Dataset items

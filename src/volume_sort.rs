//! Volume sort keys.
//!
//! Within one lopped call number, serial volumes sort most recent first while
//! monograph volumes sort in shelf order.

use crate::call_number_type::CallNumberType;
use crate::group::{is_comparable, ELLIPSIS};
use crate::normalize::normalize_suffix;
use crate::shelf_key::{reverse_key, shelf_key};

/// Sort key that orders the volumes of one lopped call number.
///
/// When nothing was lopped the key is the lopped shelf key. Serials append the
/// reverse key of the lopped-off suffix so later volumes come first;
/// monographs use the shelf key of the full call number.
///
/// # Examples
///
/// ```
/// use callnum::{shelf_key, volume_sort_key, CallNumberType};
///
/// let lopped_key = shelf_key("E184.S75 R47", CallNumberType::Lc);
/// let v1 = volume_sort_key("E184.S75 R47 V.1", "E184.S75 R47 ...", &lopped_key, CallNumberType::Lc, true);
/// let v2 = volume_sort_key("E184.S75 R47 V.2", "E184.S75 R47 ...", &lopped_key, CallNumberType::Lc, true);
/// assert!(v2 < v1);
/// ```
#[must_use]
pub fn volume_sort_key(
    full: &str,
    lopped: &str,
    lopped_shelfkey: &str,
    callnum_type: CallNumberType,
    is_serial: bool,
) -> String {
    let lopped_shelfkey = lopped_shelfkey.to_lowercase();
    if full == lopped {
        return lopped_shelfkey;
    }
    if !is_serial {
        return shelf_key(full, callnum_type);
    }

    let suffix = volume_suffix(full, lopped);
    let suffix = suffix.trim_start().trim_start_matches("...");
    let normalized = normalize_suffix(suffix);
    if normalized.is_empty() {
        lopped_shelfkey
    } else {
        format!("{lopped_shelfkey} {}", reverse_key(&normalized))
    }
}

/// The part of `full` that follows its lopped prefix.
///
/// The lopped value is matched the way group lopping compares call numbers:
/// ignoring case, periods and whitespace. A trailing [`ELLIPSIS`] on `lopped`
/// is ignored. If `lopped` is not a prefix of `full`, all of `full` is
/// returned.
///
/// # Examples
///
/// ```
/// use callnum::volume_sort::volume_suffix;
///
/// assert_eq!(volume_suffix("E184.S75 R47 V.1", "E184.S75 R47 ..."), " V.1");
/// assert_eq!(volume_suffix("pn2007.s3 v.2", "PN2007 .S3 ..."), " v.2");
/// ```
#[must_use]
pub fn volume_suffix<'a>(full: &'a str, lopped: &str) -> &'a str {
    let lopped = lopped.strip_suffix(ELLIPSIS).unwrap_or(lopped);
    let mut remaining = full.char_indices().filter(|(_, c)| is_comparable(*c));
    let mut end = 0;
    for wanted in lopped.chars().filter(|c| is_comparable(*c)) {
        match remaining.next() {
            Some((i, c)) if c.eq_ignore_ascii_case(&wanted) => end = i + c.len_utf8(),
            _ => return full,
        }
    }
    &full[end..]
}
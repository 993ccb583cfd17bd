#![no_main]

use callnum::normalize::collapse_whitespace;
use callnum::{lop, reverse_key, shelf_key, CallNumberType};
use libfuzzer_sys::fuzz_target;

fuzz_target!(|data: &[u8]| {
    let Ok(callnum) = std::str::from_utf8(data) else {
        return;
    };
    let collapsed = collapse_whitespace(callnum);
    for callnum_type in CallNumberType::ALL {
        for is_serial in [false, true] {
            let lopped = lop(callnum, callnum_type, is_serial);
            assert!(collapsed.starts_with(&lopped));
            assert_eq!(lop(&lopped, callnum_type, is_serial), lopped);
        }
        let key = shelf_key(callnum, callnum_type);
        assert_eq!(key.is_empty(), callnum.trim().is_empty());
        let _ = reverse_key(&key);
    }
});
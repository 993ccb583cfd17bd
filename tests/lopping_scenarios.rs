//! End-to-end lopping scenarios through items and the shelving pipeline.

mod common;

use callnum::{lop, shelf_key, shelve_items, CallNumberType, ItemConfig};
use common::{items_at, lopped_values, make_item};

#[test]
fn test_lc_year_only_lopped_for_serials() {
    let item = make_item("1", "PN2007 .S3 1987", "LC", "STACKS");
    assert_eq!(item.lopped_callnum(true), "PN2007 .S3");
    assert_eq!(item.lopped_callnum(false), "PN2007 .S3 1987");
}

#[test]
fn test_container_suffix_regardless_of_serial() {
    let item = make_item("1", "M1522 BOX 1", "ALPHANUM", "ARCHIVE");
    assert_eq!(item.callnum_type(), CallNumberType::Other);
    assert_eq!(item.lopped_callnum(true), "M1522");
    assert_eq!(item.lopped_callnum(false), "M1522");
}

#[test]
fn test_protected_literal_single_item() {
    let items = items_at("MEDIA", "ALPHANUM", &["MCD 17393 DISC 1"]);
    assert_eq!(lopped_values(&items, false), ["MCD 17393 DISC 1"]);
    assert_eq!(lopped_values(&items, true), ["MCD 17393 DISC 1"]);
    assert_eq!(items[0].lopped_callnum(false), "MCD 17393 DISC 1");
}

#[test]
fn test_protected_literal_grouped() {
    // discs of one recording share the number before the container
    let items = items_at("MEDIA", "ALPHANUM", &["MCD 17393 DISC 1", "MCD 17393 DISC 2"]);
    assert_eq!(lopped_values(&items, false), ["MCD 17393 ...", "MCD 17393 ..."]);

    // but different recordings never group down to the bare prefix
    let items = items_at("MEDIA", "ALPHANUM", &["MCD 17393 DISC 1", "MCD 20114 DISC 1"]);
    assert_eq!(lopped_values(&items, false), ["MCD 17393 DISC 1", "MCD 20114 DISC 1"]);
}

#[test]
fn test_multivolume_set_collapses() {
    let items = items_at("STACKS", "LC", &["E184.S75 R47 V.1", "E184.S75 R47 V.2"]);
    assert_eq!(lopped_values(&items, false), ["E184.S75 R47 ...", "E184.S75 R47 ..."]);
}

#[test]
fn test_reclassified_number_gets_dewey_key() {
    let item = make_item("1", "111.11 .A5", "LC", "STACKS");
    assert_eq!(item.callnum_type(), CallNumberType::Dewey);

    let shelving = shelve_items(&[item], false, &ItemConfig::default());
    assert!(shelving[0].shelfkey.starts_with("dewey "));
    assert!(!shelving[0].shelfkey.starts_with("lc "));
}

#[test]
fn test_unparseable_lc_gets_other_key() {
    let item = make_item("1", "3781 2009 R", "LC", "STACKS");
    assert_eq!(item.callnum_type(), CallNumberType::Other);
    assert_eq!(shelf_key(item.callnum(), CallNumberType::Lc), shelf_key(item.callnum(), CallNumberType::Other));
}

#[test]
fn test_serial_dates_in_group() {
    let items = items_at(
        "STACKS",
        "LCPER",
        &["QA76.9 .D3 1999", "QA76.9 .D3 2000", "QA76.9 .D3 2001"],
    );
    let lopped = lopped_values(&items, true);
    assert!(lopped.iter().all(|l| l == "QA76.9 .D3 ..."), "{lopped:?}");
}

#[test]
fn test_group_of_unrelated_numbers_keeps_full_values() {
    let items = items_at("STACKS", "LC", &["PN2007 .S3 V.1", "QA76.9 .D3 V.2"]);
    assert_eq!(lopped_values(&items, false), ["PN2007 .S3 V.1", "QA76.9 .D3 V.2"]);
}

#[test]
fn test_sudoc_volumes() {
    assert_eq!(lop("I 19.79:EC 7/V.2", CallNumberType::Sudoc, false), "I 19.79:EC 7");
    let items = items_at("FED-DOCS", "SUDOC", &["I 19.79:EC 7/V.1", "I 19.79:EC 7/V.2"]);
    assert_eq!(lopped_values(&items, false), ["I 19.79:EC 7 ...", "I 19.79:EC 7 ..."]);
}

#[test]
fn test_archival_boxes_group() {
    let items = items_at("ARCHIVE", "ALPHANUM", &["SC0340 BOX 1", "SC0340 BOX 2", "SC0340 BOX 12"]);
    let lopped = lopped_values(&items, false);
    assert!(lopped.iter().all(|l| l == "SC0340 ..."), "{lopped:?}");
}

▶ [Requirement]:
One stretch of the lines above is wanted, from the line that contains "let suffix = volume_suffix(full, lopped);" through the line that contains "filename tests/lopping_scenarios.rs". Output it exactly.

▶ [Written solution]:
    let suffix = volume_suffix(full, lopped);
    let suffix = suffix.trim_start().trim_start_matches("...");
    let normalized = normalize_suffix(suffix);
    if normalized.is_empty() {
        lopped_shelfkey
    } else {
        format!("{lopped_shelfkey} {}", reverse_key(&normalized))
    }
}

/// The part of `full` that follows its lopped prefix.
///
/// The lopped value is matched the way group lopping compares call numbers:
/// ignoring case, periods and whitespace. A trailing [`ELLIPSIS`] on `lopped`
/// is ignored. If `lopped` is not a prefix of `full`, all of `full` is
/// returned.
///
/// # Examples
///
/// ```
/// use callnum::volume_sort::volume_suffix;
///
/// assert_eq!(volume_suffix("E184.S75 R47 V.1", "E184.S75 R47 ..."), " V.1");
/// assert_eq!(volume_suffix("pn2007.s3 v.2", "PN2007 .S3 ..."), " v.2");
/// ```
#[must_use]
pub fn volume_suffix<'a>(full: &'a str, lopped: &str) -> &'a str {
    let lopped = lopped.strip_suffix(ELLIPSIS).unwrap_or(lopped);
    let mut remaining = full.char_indices().filter(|(_, c)| is_comparable(*c));
    let mut end = 0;
    for wanted in lopped.chars().filter(|c| is_comparable(*c)) {
        match remaining.next() {
            Some((i, c)) if c.eq_ignore_ascii_case(&wanted) => end = i + c.len_utf8(),
            _ => return full,
        }
    }
    &full[end..]
}
repository 993ccb583cfd17bd
#![no_main]

use callnum::normalize::collapse_whitespace;
use callnum::{lop, reverse_key, shelf_key, CallNumberType};
use libfuzzer_sys::fuzz_target;

fuzz_target!(|data: &[u8]| {
    let Ok(callnum) = std::str::from_utf8(data) else {
        return;
    };
    let collapsed = collapse_whitespace(callnum);
    for callnum_type in CallNumberType::ALL {
        for is_serial in [false, true] {
            let lopped = lop(callnum, callnum_type, is_serial);
            assert!(collapsed.starts_with(&lopped));
            assert_eq!(lop(&lopped, callnum_type, is_serial), lopped);
        }
        let key = shelf_key(callnum, callnum_type);
        assert_eq!(key.is_empty(), callnum.trim().is_empty());
        let _ = reverse_key(&key);
    }
});
repository 993ccb583cfd17bd
filename tests/lopping_scenarios.rs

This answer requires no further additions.